Photo : Lewis Benjamin Foote/University of ManitobaDROITS DES TRAVAILLEURS
La grève générale de Winnipeg
« La révolte de 1919 a laissé dans son sillage des traces mitigées. La répression de la grève générale de Winnipeg et des centaines d'autres conflits au pays démoralisèrent les travailleurs. […] Il a fallu attendre une autre génération avant que le mouvement ouvrier ne retrouve la popularité dont il avait joui à l'époque. »
- Musée canadien d’histoire
Près de 30 000 travailleurs de Winnipeg déclenchent une grève générale le 15 mai 1919, sur fond de chômage massif, d’agitation sociale et de syndicalisme militant. Des grèves de solidarité sont déclenchées dans une trentaine de villes, ailleurs au pays. Au cœur des revendications : la reconnaissance syndicale et une augmentation des salaires. Le comité antigrève, formé d’hommes influents de Winnipeg, qualifie les grévistes de bolcheviques et « d'ordures étrangères », et la grève, de conspiration révolutionnaire. L’arrêt de travail dure six semaines et se solde par les événements tragiques du Bloody Saturday. Ce jour-là, le 21 juin, la GRC charge les manifestants venus protester contre l’arrestation, quelques jours plus tôt, de 10 chefs grévistes. Bilan : deux morts et 30 blessés. Les grévistes retournent au travail sans avoir obtenu gain de cause.

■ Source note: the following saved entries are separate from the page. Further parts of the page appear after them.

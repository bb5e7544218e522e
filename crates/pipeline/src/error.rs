//! Pipeline error taxonomy.
//!
//! Two distinct families:
//!
//! - [`PipelineError`] — job-fatal: the whole job transitions to `failed`.
//! - [`EntryFailure`] — scoped to one archive entry: recorded in the job's
//!   error list and counted, the batch loop continues.

use gala_core::types::DbId;
use gala_storage::StorageError;

use gala_db::models::status::StatusId;

/// Job-fatal pipeline failures.
#[derive(Debug, thiserror::Error)]
pub enum PipelineError {
    #[error("Upload job {0} not found")]
    JobNotFound(DbId),

    #[error("Upload job carries unknown status id {0}")]
    UnknownStatus(StatusId),

    #[error("Archive object missing at {0}")]
    ArchiveMissing(String),

    #[error("Archive is not a ZIP file")]
    BadArchiveSignature,

    #[error("Archive size {size} bytes exceeds the {limit} byte ceiling")]
    ArchiveTooLarge { size: u64, limit: u64 },

    #[error("Archive could not be read: {0}")]
    ArchiveUnreadable(String),

    #[error("Archive contains no processable image entries")]
    NoEntries,

    #[error("Archive contains {count} image entries, above the {limit} entry ceiling")]
    TooManyEntries { count: usize, limit: usize },

    #[error("Storage error: {0}")]
    Storage(#[from] StorageError),

    #[error("Ledger error: {0}")]
    Ledger(#[from] sqlx::Error),
}

/// Failures scoped to a single archive entry.
///
/// The rendered message is what lands in the job's `entry_errors` list.
#[derive(Debug, thiserror::Error)]
pub enum EntryFailure {
    #[error("Entry missing from archive")]
    Missing,

    #[error("Entry size {size} bytes exceeds the {limit} byte ceiling")]
    TooLarge { size: u64, limit: u64 },

    #[error("Bytes do not match any supported image format")]
    UnknownFormat,

    #[error("File name is empty after sanitization")]
    EmptyName,

    #[error("Image decode failed: {0}")]
    Decode(String),

    #[error("Image encode failed: {0}")]
    Encode(String),

    #[error("Artifact upload failed: {0}")]
    Upload(String),

    #[error("Catalog insert failed: {0}")]
    Catalog(String),
}
use std::collections::{HashMap, HashSet};

use axum::body::Bytes;
use axum::extract::ws::Message;
use gala_core::types::{DbId, Timestamp};
use tokio::sync::{mpsc, RwLock};

/// Channel sender half for pushing messages to a WebSocket connection.
pub type WsSender = mpsc::UnboundedSender<Message>;

/// Metadata for a single WebSocket connection.
pub struct WsConnection {
    /// Authenticated user ID.
    pub user_id: DbId,
    /// Upload jobs this connection explicitly subscribed to.
    pub watched_jobs: HashSet<DbId>,
    /// Channel sender for outbound messages to this connection.
    pub sender: WsSender,
    /// When this connection was established.
    pub connected_at: Timestamp,
}

/// Manages all active WebSocket connections.
///
/// Thread-safe via interior `RwLock`; designed to be wrapped in `Arc`
/// and shared across the application.
pub struct WsManager {
    connections: RwLock<HashMap<String, WsConnection>>,
}

impl WsManager {
    /// Create a new, empty connection manager.
    pub fn new() -> Self {
        Self {
            connections: RwLock::new(HashMap::new()),
        }
    }

    /// Register a new authenticated connection.
    ///
    /// Returns the receiver half of the message channel so the caller can
    /// forward messages to the WebSocket sink.
    pub async fn add(&self, conn_id: String, user_id: DbId) -> mpsc::UnboundedReceiver<Message> {
        let (tx, rx) = mpsc::unbounded_channel();
        let conn = WsConnection {
            user_id,
            watched_jobs: HashSet::new(),
            sender: tx,
            connected_at: chrono::Utc::now(),
        };
        self.connections.write().await.insert(conn_id, conn);
        rx
    }

    /// Remove a connection by its ID.
    pub async fn remove(&self, conn_id: &str) {
        self.connections.write().await.remove(conn_id);
    }

    /// Scope a connection's push stream to an upload job.
    pub async fn watch_job(&self, conn_id: &str, job_id: DbId) {
        if let Some(conn) = self.connections.write().await.get_mut(conn_id) {
            conn.watched_jobs.insert(job_id);
        }
    }

    /// Drop a job subscription.
    pub async fn unwatch_job(&self, conn_id: &str, job_id: DbId) {
        if let Some(conn) = self.connections.write().await.get_mut(conn_id) {
            conn.watched_jobs.remove(&job_id);
        }
    }

    /// Deliver a job update to the job owner's connections and to any
    /// connection that explicitly watches the job.
    ///
    /// Connections whose send channels are closed are silently skipped
    /// (they will be cleaned up on their next receive loop iteration).
    /// Returns the number of connections the message was sent to.
    pub async fn send_job_update(
        &self,
        owner_id: DbId,
        job_id: DbId,
        message: Message,
    ) -> usize {
        let conns = self.connections.read().await;
        let mut count = 0;
        for conn in conns.values() {
            if conn.user_id == owner_id || conn.watched_jobs.contains(&job_id) {
                let _ = conn.sender.send(message.clone());
                count += 1;
            }
        }
        count
    }

    /// Send a message to all connections belonging to a specific user.
    pub async fn send_to_user(&self, user_id: DbId, message: Message) -> usize {
        let conns = self.connections.read().await;
        let mut count = 0;
        for conn in conns.values() {
            if conn.user_id == user_id {
                let _ = conn.sender.send(message.clone());
                count += 1;
            }
        }
        count
    }

    /// Return the current number of active connections.
    pub async fn connection_count(&self) -> usize {
        self.connections.read().await.len()
    }

    /// Send a Close frame to every connection, then clear the map.
    ///
    /// Used during graceful shutdown to notify all clients before the
    /// server stops accepting new connections.
    pub async fn shutdown_all(&self) {
        let mut conns = self.connections.write().await;
        let count = conns.len();
        for conn in conns.values() {
            let _ = conn.sender.send(Message::Close(None));
        }
        conns.clear();
        tracing::info!(count, "Closed all WebSocket connections");
    }

    /// Send a Ping frame to every connected client.
    ///
    /// Used by the heartbeat task to keep connections alive and detect
    /// stale ones.
    pub async fn ping_all(&self) {
        let conns = self.connections.read().await;
        for conn in conns.values() {
            let _ = conn.sender.send(Message::Ping(Bytes::new()));
        }
    }
}

impl Default for WsManager {
    fn default() -> Self {
        Self::new()
    }
}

Pour Dominique Clément, la grève de 1919 est déterminante, même si, au départ, elle a fait reculer les droits. Il rappelle qu’elle a mené à la création de règles particulièrement restrictives qui ont limité les droits d’association et de parole. Il mentionne les amendements à la loi sur l’immigration permettant de déporter toute personne née à l’extérieur du Canada et accusée de sédition. Cette grève, dit-il, est tout de même « l’ancêtre » des premières organisations de défense des droits civils au Canada. Ces groupes, dit-il, étaient menés par des ouvriers, qui n’ont pas oublié la dure répression de la grève de Winnipeg.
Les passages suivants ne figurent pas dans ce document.